There are probably multiple ways to initialize a var with a zero-equivalent value, but probably a more straightforward way would be to define a typeclass called Zero[A]:

package sbt.internal.util.appmacro
 
trait Zero[A]:
  def zero: A
 
object Zero extends LowPriorityZero:
  private[appmacro] def mk[A](a: A): Zero[A] = new Zero:
    def zero: A = a
 
  given Zero[Byte] = Zero.mk(0: Byte)
  given Zero[Char] = Zero.mk(0: Char)
  given Zero[Short] = Zero.mk(0: Short)
  given Zero[Int] = Zero.mk(0)
  given Zero[Long] = Zero.mk(0L)
  given Zero[Float] = Zero.mk(0f)
  given Zero[Double] = Zero.mk(0.0)
  given Zero[Boolean] = Zero.mk(false)
  given Zero[Unit] = Zero.mk((): Unit)
  given Zero[String] = Zero.mk("")
 
class LowPriorityZero:
  given [A]: Zero[A] = Zero.mk(null.asInstanceOf[A])

This will have a given instance for all types.

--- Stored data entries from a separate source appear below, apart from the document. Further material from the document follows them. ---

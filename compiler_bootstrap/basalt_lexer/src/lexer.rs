//! Lexer implementation

use crate::{Token, TokenKind};
use basalt_common::{BasaltError, BasaltResult, Diagnostics, Position, Span};
use unicode_xid::UnicodeXID;

/// Lexer for the Basalt language.
///
/// Operates over the raw bytes of the input and tracks a 1-based
/// line/column position alongside the byte offset. Diagnostics go into the
/// explicitly threaded context shared by the whole pipeline.
pub struct Lexer<'a, 'd> {
    input: &'a str,
    file: String,
    offset: usize,
    pos: Position,
    diagnostics: &'d mut Diagnostics,
}

impl<'a, 'd> Lexer<'a, 'd> {
    pub fn new(input: &'a str, file: impl Into<String>, diagnostics: &'d mut Diagnostics) -> Self {
        Self {
            input,
            file: file.into(),
            offset: 0,
            pos: Position::start(),
            diagnostics,
        }
    }

    pub fn is_eof(&self) -> bool {
        self.offset >= self.input.len()
    }

    fn peek(&self) -> Option<char> {
        self.input[self.offset..].chars().next()
    }

    fn peek_second(&self) -> Option<char> {
        let mut chars = self.input[self.offset..].chars();
        chars.next();
        chars.next()
    }

    fn bump(&mut self) -> Option<char> {
        let c = self.peek()?;
        self.offset += c.len_utf8();

        if c == '\n' {
            self.pos.line += 1;
            self.pos.column = 1;
        } else {
            self.pos.column += 1;
        }

        Some(c)
    }

    fn fatal(&mut self, message: impl Into<String>, at: Position) -> BasaltError {
        self.diagnostics
            .fatal(BasaltError::lex(message.into()), &self.file, Span::single(at))
    }

    /// Skip whitespace and comments. Returns an error for an unterminated
    /// block comment.
    fn skip_trivia(&mut self) -> BasaltResult<()> {
        loop {
            match self.peek() {
                Some(c) if c.is_whitespace() => {
                    self.bump();
                }

                Some('/') if self.peek_second() == Some('/') => {
                    while let Some(c) = self.peek() {
                        if c == '\n' {
                            break;
                        }

                        self.bump();
                    }
                }

                Some('/') if self.peek_second() == Some('*') => {
                    let start = self.pos;
                    self.bump();
                    self.bump();

                    loop {
                        match self.peek() {
                            Some('*') if self.peek_second() == Some('/') => {
                                self.bump();
                                self.bump();
                                break;
                            }
                            Some(_) => {
                                self.bump();
                            }
                            None => return Err(self.fatal("unterminated block comment", start)),
                        }
                    }
                }

                _ => return Ok(()),
            }
        }
    }

    fn lex_identifier(&mut self, start: Position) -> Token {
        let begin = self.offset;
        while let Some(c) = self.peek() {
            if c.is_xid_continue() || c == '_' {
                self.bump();
            } else {
                break;
            }
        }

        Token::new(TokenKind::Identifier, &self.input[begin..self.offset], start)
    }

    fn lex_number(&mut self, start: Position) -> Token {
        let begin = self.offset;
        while matches!(self.peek(), Some(c) if c.is_ascii_digit()) {
            self.bump();
        }

        // A '.' followed by a digit turns the literal into a float; a lone
        // '.' is left for member access.
        let mut kind = TokenKind::Integer;
        if self.peek() == Some('.') && matches!(self.peek_second(), Some(c) if c.is_ascii_digit()) {
            kind = TokenKind::Float;
            self.bump();

            while matches!(self.peek(), Some(c) if c.is_ascii_digit()) {
                self.bump();
            }
        }

        Token::new(kind, &self.input[begin..self.offset], start)
    }

    fn lex_escape(&mut self, start: Position) -> BasaltResult<char> {
        match self.bump() {
            Some('n') => Ok('\n'),
            Some('t') => Ok('\t'),
            Some('r') => Ok('\r'),
            Some('0') => Ok('\0'),
            Some('\\') => Ok('\\'),
            Some('\'') => Ok('\''),
            Some('"') => Ok('"'),
            Some(c) => Err(self.fatal(format!("unknown escape sequence '\\{}'", c), start)),
            None => Err(self.fatal("unterminated escape sequence", start)),
        }
    }

    fn lex_string(&mut self, start: Position) -> BasaltResult<Token> {
        self.bump(); // opening '"'

        let mut value = String::new();
        loop {
            match self.peek() {
                Some('"') => {
                    self.bump();
                    return Ok(Token::new(TokenKind::String, value, start));
                }
                Some('\\') => {
                    self.bump();
                    value.push(self.lex_escape(start)?);
                }
                Some('\n') | None => {
                    return Err(self.fatal("unterminated string literal", start));
                }
                Some(c) => {
                    value.push(c);
                    self.bump();
                }
            }
        }
    }

    fn lex_char(&mut self, start: Position) -> BasaltResult<Token> {
        self.bump(); // opening '\''

        let value = match self.peek() {
            Some('\\') => {
                self.bump();
                self.lex_escape(start)?
            }
            Some('\'') | Some('\n') | None => {
                return Err(self.fatal("empty or unterminated character literal", start));
            }
            Some(c) => {
                self.bump();
                c
            }
        };

        if self.peek() != Some('\'') {
            return Err(self.fatal("unterminated character literal", start));
        }

        self.bump(); // closing '\''
        Ok(Token::new(TokenKind::Char, value.to_string(), start))
    }

    fn lex_rune(&mut self, start: Position) -> BasaltResult<Token> {
        self.bump(); // '$'

        match self.peek() {
            Some(c) if c.is_xid_start() || c == '_' => {}
            _ => return Err(self.fatal("expected rune name after '$'", start)),
        }

        let ident = self.lex_identifier(start);
        Ok(Token::new(TokenKind::Rune, ident.value, start))
    }

    /// Consume one character and, if the following character is `next`,
    /// consume it too and produce `paired` instead of `single`.
    fn lex_pair(&mut self, next: char, paired: TokenKind, single: TokenKind, start: Position) -> Token {
        self.bump();
        if self.peek() == Some(next) {
            self.bump();
            Token::new(paired, paired.spelling(), start)
        } else {
            Token::new(single, single.spelling(), start)
        }
    }

    /// Lex the next token from the input.
    pub fn lex(&mut self) -> BasaltResult<Token> {
        self.skip_trivia()?;

        let start = self.pos;
        let c = match self.peek() {
            Some(c) => c,
            None => return Ok(Token::eof(start)),
        };

        if c.is_xid_start() || c == '_' {
            return Ok(self.lex_identifier(start));
        }

        if c.is_ascii_digit() {
            return Ok(self.lex_number(start));
        }

        let simple = |kind: TokenKind| Token::new(kind, kind.spelling(), start);

        match c {
            '"' => self.lex_string(start),
            '\'' => self.lex_char(start),
            '$' => self.lex_rune(start),

            '(' => { self.bump(); Ok(simple(TokenKind::OpenParen)) }
            ')' => { self.bump(); Ok(simple(TokenKind::CloseParen)) }
            '{' => { self.bump(); Ok(simple(TokenKind::OpenBrace)) }
            '}' => { self.bump(); Ok(simple(TokenKind::CloseBrace)) }
            '[' => { self.bump(); Ok(simple(TokenKind::OpenBrack)) }
            ']' => { self.bump(); Ok(simple(TokenKind::CloseBrack)) }
            ',' => { self.bump(); Ok(simple(TokenKind::Comma)) }
            ';' => { self.bump(); Ok(simple(TokenKind::Semicolon)) }
            '.' => { self.bump(); Ok(simple(TokenKind::Dot)) }
            '+' => { self.bump(); Ok(simple(TokenKind::Plus)) }
            '*' => { self.bump(); Ok(simple(TokenKind::Star)) }
            '/' => { self.bump(); Ok(simple(TokenKind::Slash)) }
            '%' => { self.bump(); Ok(simple(TokenKind::Percent)) }
            '^' => { self.bump(); Ok(simple(TokenKind::Caret)) }
            '~' => { self.bump(); Ok(simple(TokenKind::Tilde)) }

            ':' => Ok(self.lex_pair(':', TokenKind::Path, TokenKind::Colon, start)),
            '=' => Ok(self.lex_pair('=', TokenKind::EqEq, TokenKind::Eq, start)),
            '!' => Ok(self.lex_pair('=', TokenKind::BangEq, TokenKind::Bang, start)),
            '<' => {
                self.bump();
                match self.peek() {
                    Some('=') => { self.bump(); Ok(simple(TokenKind::LtEq)) }
                    Some('<') => { self.bump(); Ok(simple(TokenKind::LtLt)) }
                    _ => Ok(simple(TokenKind::Lt)),
                }
            }
            '>' => {
                self.bump();
                match self.peek() {
                    Some('=') => { self.bump(); Ok(simple(TokenKind::GtEq)) }
                    Some('>') => { self.bump(); Ok(simple(TokenKind::GtGt)) }
                    _ => Ok(simple(TokenKind::Gt)),
                }
            }
            '&' => Ok(self.lex_pair('&', TokenKind::AmpAmp, TokenKind::Amp, start)),
            '|' => Ok(self.lex_pair('|', TokenKind::PipePipe, TokenKind::Pipe, start)),
            '-' => {
                self.bump();
                if self.peek() == Some('>') {
                    self.bump();
                    Ok(simple(TokenKind::Arrow))
                } else {
                    Ok(simple(TokenKind::Minus))
                }
            }

            _ => Err(self.fatal(format!("invalid character '{}'", c), start)),
        }
    }

    /// Lex the whole input into a token list, ending with an Eof token.
    pub fn tokenize(mut self) -> BasaltResult<Vec<Token>> {
        let mut tokens = Vec::new();
        loop {
            let token = self.lex()?;
            let done = token.kind == TokenKind::Eof;
            tokens.push(token);

            if done {
                break;
            }
        }

        Ok(tokens)
    }
}

#[cfg(test)]
mod tests {
    use super::*;
    use pretty_assertions::assert_eq;

    fn lex_all(source: &str) -> Vec<Token> {
        let mut diagnostics = Diagnostics::new();
        Lexer::new(source, "test.bas", &mut diagnostics)
            .tokenize()
            .expect("lex failed")
    }

    fn kinds(source: &str) -> Vec<TokenKind> {
        lex_all(source).into_iter().map(|t| t.kind).collect()
    }

    fn lex_err(source: &str) -> bool {
        let mut diagnostics = Diagnostics::new();
        let failed = Lexer::new(source, "test.bas", &mut diagnostics).tokenize().is_err();
        failed && diagnostics.has_errors()
    }

    #[test]
    fn lexes_binding_definition() {
        use TokenKind::*;

        assert_eq!(
            kinds("main :: () -> s64 { ret 0; }"),
            vec![
                Identifier, Path, OpenParen, CloseParen, Arrow, Identifier, OpenBrace,
                Identifier, Integer, Semicolon, CloseBrace, Eof,
            ]
        );
    }

    #[test]
    fn lexes_operators_greedily() {
        use TokenKind::*;

        assert_eq!(
            kinds("a <= b << c && d != e"),
            vec![Identifier, LtEq, Identifier, LtLt, Identifier, AmpAmp, Identifier, BangEq, Identifier, Eof]
        );
    }

    #[test]
    fn distinguishes_float_from_member_access() {
        let tokens = lex_all("3.5 x.y");
        assert_eq!(tokens[0].kind, TokenKind::Float);
        assert_eq!(tokens[0].value, "3.5");
        assert_eq!(tokens[2].kind, TokenKind::Dot);
    }

    #[test]
    fn lexes_rune_decorator() {
        let tokens = lex_all("$public main");
        assert_eq!(tokens[0].kind, TokenKind::Rune);
        assert_eq!(tokens[0].value, "public");
    }

    #[test]
    fn string_escapes() {
        let tokens = lex_all(r#""a\n\t\"b""#);
        assert_eq!(tokens[0].value, "a\n\t\"b");
    }

    #[test]
    fn tracks_positions_across_lines() {
        let tokens = lex_all("a\n  b");
        assert_eq!(tokens[0].loc, basalt_common::Position::new(1, 1));
        assert_eq!(tokens[1].loc, basalt_common::Position::new(2, 3));
    }

    #[test]
    fn unterminated_string_is_fatal() {
        assert!(lex_err("\"abc"));
    }

    #[test]
    fn invalid_character_is_fatal() {
        assert!(lex_err("let x = @;"));
    }

    #[test]
    fn comments_are_trivia() {
        use TokenKind::*;

        assert_eq!(
            kinds("a // line\n /* block\n comment */ b"),
            vec![Identifier, Identifier, Eof]
        );
    }
}
//! The MIR control-flow graph
//!
//! A [`Cfg`] owns globals, functions, the interned type pool and the
//! interned constant pool for one lowering of a program. Functions own
//! arenas of basic blocks and instructions; blocks hold ordered instruction
//! lists and typed block-argument lists. All cross-references are index
//! handles into the owning container.

use crate::constant::{ConstId, ConstPool};
use crate::machine::Machine;
use crate::types::{MirTypeId, TypePool};
use hashbrown::HashMap;
use smallvec::SmallVec;

pub type FuncId = u32;
pub type BlockId = u32;
pub type InstId = u32;
pub type LocalId = u32;
pub type GlobalId = u32;

/// A reference to an SSA value or symbol, as used in instruction operands.
#[derive(Debug, Clone, Copy, PartialEq, Eq, Hash)]
pub enum Value {
    /// An interned constant.
    Const(ConstId),
    /// The n-th argument of the containing function.
    Arg(u32),
    /// The n-th argument of a basic block.
    BlockArg(BlockId, u32),
    /// The result of a defining instruction.
    Inst(InstId),
    /// The address of a stack local; the value type is a pointer to the
    /// local's allocated type.
    Local(LocalId),
    /// The address of a global; likewise pointer-typed.
    Global(GlobalId),
    /// A function symbol.
    Func(FuncId),
    /// A block address, used only in control-flow operand positions.
    Block(BlockId),
}

/// Comparison predicates. The `o`-prefixed forms are ordered float
/// comparisons.
#[derive(Debug, Clone, Copy, PartialEq, Eq, Hash)]
pub enum Predicate {
    IEq,
    INe,
    Slt,
    Sle,
    Sgt,
    Sge,
    Ult,
    Ule,
    Ugt,
    Uge,
    Oeq,
    One,
    Olt,
    Ole,
    Ogt,
    Oge,
}

impl Predicate {
    pub fn is_float(self) -> bool {
        matches!(
            self,
            Predicate::Oeq
                | Predicate::One
                | Predicate::Olt
                | Predicate::Ole
                | Predicate::Ogt
                | Predicate::Oge
        )
    }
}

/// MIR opcodes.
#[derive(Debug, Clone, Copy, PartialEq, Eq, Hash)]
pub enum Opcode {
    // Memory
    Load,
    Store,
    PointerWalk,
    Access,
    Extract,
    Index,

    // Control
    Jump,
    CondJump,
    Ret,
    Abort,
    Unreachable,

    // Integer arithmetic
    IAdd,
    ISub,
    IMul,
    SDiv,
    UDiv,
    SMod,
    UMod,
    INeg,

    // Float arithmetic
    FAdd,
    FSub,
    FMul,
    FDiv,
    FNeg,

    // Bitwise
    And,
    Or,
    Xor,
    Shl,
    Shr,
    Sar,
    Not,

    Cmp(Predicate),

    // Casts
    SExt,
    ZExt,
    FExt,
    ITrunc,
    FTrunc,
    S2F,
    U2F,
    F2S,
    F2U,
    P2I,
    I2P,
    Reint,

    Call,

    /// Materialize a pooled string constant as a pointer-to-char.
    String,
}

impl Opcode {
    pub fn is_terminator(self) -> bool {
        matches!(
            self,
            Opcode::Jump | Opcode::CondJump | Opcode::Ret | Opcode::Abort | Opcode::Unreachable
        )
    }
}

/// A single MIR instruction.
#[derive(Debug, Clone)]
pub struct Inst {
    pub op: Opcode,
    /// The result type; void for instructions that define nothing.
    pub ty: MirTypeId,
    /// SSA def id; 0 means the instruction produces no value.
    pub def: u32,
    pub operands: SmallVec<[Value; 4]>,
    /// Access alignment for loads and stores.
    pub align: u32,
}

impl Inst {
    pub fn is_def(&self) -> bool {
        self.def != 0
    }

    pub fn is_terminator(&self) -> bool {
        self.op.is_terminator()
    }
}

/// A basic block: typed block arguments plus an ordered instruction list.
#[derive(Debug, Clone, Default)]
pub struct Block {
    pub args: Vec<MirTypeId>,
    pub insts: Vec<InstId>,
    pub preds: Vec<BlockId>,
    pub succs: Vec<BlockId>,
}

#[derive(Debug, Clone, Copy, PartialEq, Eq)]
pub enum Linkage {
    Internal,
    External,
}

#[derive(Debug, Clone)]
pub struct FuncArg {
    pub name: String,
    pub ty: MirTypeId,
}

/// A stack slot owned by a function. The value type of a local reference is
/// a pointer to `ty`.
#[derive(Debug, Clone)]
pub struct Local {
    pub name: String,
    /// The allocated type.
    pub ty: MirTypeId,
    pub align: u32,
}

/// A MIR function.
#[derive(Debug, Clone)]
pub struct Function {
    pub name: String,
    pub linkage: Linkage,
    /// The function's signature type.
    pub ty: MirTypeId,
    pub args: Vec<FuncArg>,

    blocks: Vec<Block>,
    /// Blocks in layout order; blocks are created detached and appended
    /// once control flow reaches them.
    pub block_order: Vec<BlockId>,
    insts: Vec<Inst>,
    locals: Vec<Local>,
    local_names: HashMap<String, LocalId>,
}

impl Function {
    pub fn new(name: impl Into<String>, linkage: Linkage, ty: MirTypeId, args: Vec<FuncArg>) -> Self {
        Self {
            name: name.into(),
            linkage,
            ty,
            args,
            blocks: Vec::new(),
            block_order: Vec::new(),
            insts: Vec::new(),
            locals: Vec::new(),
            local_names: HashMap::new(),
        }
    }

    /// Test if this function has any body blocks.
    pub fn is_declaration(&self) -> bool {
        self.block_order.is_empty()
    }

    /// Create a detached block; call [`Function::append_block`] to place it.
    pub fn create_block(&mut self, args: Vec<MirTypeId>) -> BlockId {
        let id = self.blocks.len() as BlockId;
        self.blocks.push(Block { args, ..Block::default() });
        id
    }

    pub fn append_block(&mut self, block: BlockId) {
        debug_assert!(
            !self.block_order.contains(&block),
            "block appended twice"
        );

        self.block_order.push(block);
    }

    pub fn block(&self, id: BlockId) -> &Block {
        &self.blocks[id as usize]
    }

    pub fn block_mut(&mut self, id: BlockId) -> &mut Block {
        &mut self.blocks[id as usize]
    }

    /// The layout position of a block, used for label naming.
    pub fn block_position(&self, id: BlockId) -> Option<u32> {
        self.block_order.iter().position(|&b| b == id).map(|p| p as u32)
    }

    pub fn add_inst(&mut self, inst: Inst) -> InstId {
        let id = self.insts.len() as InstId;
        self.insts.push(inst);
        id
    }

    pub fn inst(&self, id: InstId) -> &Inst {
        &self.insts[id as usize]
    }

    pub fn inst_mut(&mut self, id: InstId) -> &mut Inst {
        &mut self.insts[id as usize]
    }

    /// Reserve a stack slot. Shadowed names are uniquified so the name
    /// table stays one-to-one.
    pub fn create_local(&mut self, name: &str, ty: MirTypeId, align: u32) -> LocalId {
        let id = self.locals.len() as LocalId;

        let mut unique = name.to_string();
        let mut suffix = 0;
        while unique.is_empty() || self.local_names.contains_key(&unique) {
            suffix += 1;
            unique = format!("{}.{}", name, suffix);
        }

        self.local_names.insert(unique.clone(), id);
        self.locals.push(Local { name: unique, ty, align });
        id
    }

    pub fn local(&self, id: LocalId) -> &Local {
        &self.locals[id as usize]
    }

    pub fn local_by_name(&self, name: &str) -> Option<LocalId> {
        self.local_names.get(name).copied()
    }

    pub fn locals(&self) -> impl Iterator<Item = (LocalId, &Local)> {
        self.locals.iter().enumerate().map(|(i, l)| (i as LocalId, l))
    }

    pub fn num_locals(&self) -> usize {
        self.locals.len()
    }

    /// Test if a block ends in a terminator.
    pub fn block_terminates(&self, block: BlockId) -> bool {
        self.block(block)
            .insts
            .last()
            .map(|&inst| self.inst(inst).is_terminator())
            .unwrap_or(false)
    }

    /// The terminator instruction of a block, if it has one.
    pub fn terminator(&self, block: BlockId) -> Option<&Inst> {
        let &last = self.block(block).insts.last()?;
        let inst = self.inst(last);
        inst.is_terminator().then_some(inst)
    }
}

/// A global variable.
#[derive(Debug, Clone)]
pub struct Global {
    pub name: String,
    /// The allocated type; a global reference's value type is a pointer to
    /// this.
    pub ty: MirTypeId,
    pub linkage: Linkage,
    pub read_only: bool,
    pub init: Option<ConstId>,
}

/// The control-flow graph for one lowered program.
#[derive(Debug, Clone)]
pub struct Cfg {
    pub filename: String,
    pub machine: Machine,
    pub types: TypePool,
    pub consts: ConstPool,

    functions: Vec<Function>,
    function_names: HashMap<String, FuncId>,
    globals: Vec<Global>,
    global_names: HashMap<String, GlobalId>,

    next_def: u32,
}

impl Cfg {
    pub fn new(machine: Machine, filename: impl Into<String>) -> Self {
        Self {
            filename: filename.into(),
            machine,
            types: TypePool::new(),
            consts: ConstPool::new(),
            functions: Vec::new(),
            function_names: HashMap::new(),
            globals: Vec::new(),
            global_names: HashMap::new(),
            next_def: 1,
        }
    }

    /// Hand out a fresh SSA def id; def ids are unique across the graph.
    pub fn def_id(&mut self) -> u32 {
        let id = self.next_def;
        self.next_def += 1;
        id
    }

    /// Add a function to the graph. Returns `None` if the name is taken.
    pub fn create_function(&mut self, function: Function) -> Option<FuncId> {
        if self.function_names.contains_key(&function.name) {
            return None;
        }

        let id = self.functions.len() as FuncId;
        self.function_names.insert(function.name.clone(), id);
        self.functions.push(function);
        Some(id)
    }

    pub fn function_by_name(&self, name: &str) -> Option<FuncId> {
        self.function_names.get(name).copied()
    }

    pub fn func(&self, id: FuncId) -> &Function {
        &self.functions[id as usize]
    }

    pub fn func_mut(&mut self, id: FuncId) -> &mut Function {
        &mut self.functions[id as usize]
    }

    pub fn functions(&self) -> impl Iterator<Item = (FuncId, &Function)> {
        self.functions.iter().enumerate().map(|(i, f)| (i as FuncId, f))
    }

    /// Add a global to the graph. Returns `None` if the name is taken.
    pub fn create_global(&mut self, global: Global) -> Option<GlobalId> {
        if self.global_names.contains_key(&global.name) {
            return None;
        }

        let id = self.globals.len() as GlobalId;
        self.global_names.insert(global.name.clone(), id);
        self.globals.push(global);
        Some(id)
    }

    pub fn global_by_name(&self, name: &str) -> Option<GlobalId> {
        self.global_names.get(name).copied()
    }

    pub fn global(&self, id: GlobalId) -> &Global {
        &self.globals[id as usize]
    }

    pub fn global_mut(&mut self, id: GlobalId) -> &mut Global {
        &mut self.globals[id as usize]
    }

    pub fn globals(&self) -> impl Iterator<Item = (GlobalId, &Global)> {
        self.globals.iter().enumerate().map(|(i, g)| (i as GlobalId, g))
    }

    /// The MIR type of a value as an operand of `func`.
    pub fn value_type(&mut self, func: FuncId, value: Value) -> MirTypeId {
        match value {
            Value::Const(id) => self.consts.get(id).ty(),
            Value::Arg(i) => self.func(func).args[i as usize].ty,
            Value::BlockArg(block, i) => self.func(func).block(block).args[i as usize],
            Value::Inst(id) => self.func(func).inst(id).ty,
            Value::Local(id) => {
                let ty = self.func(func).local(id).ty;
                self.types.pointer(ty)
            }
            Value::Global(id) => {
                let ty = self.global(id).ty;
                self.types.pointer(ty)
            }
            Value::Func(id) => self.func(id).ty,
            Value::Block(_) => panic!("block addresses have no value type"),
        }
    }
}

There's a convenient way to defer the summon invocation called summonInline[A].

/**
 * Constructs a new, synthetic, local var with type `tpe`, a unique name, initialized to
 * zero-equivalent (Zero[A]), and owned by `parent`.
 */
def freshValDef(parent: Symbol, tpe: TypeRepr): ValDef =
  tpe.asType match
    case '[a] =>
      val sym =
        Symbol.newVal(
          parent,
          freshName("q"),
          tpe,
          Flags.Mutable | Flags.Synthetic,
          Symbol.noSymbol
        )
      ValDef(sym, rhs = Option('{ summonInline[Zero[a]].zero }.asTerm))

This would codegen:

var q1: String = summon[Zero[String]].zero

Summary

  • contImpl macro implements both Applicative-do and Monadic-do. It does so by first scanning the abstract syntax tree for key.value. When there are none, it calls pure(...) and map(...) when there is exactly one.
  • To pass the Instance instance i to macro and back to the generated code, it uses Singleton type i.type, which internally holds on to the symbol of i.
  • Quotes API provides a convenient way to generating lambda expression, but it must know the exact type of the parameters. This means we can't gradually expand the definition of the lambda expression as we walk the tree. To workaround this, we will use var one scope outside of the lambda expression.
  • We defined Zero typeclass and summon a value for it to initialize the vars.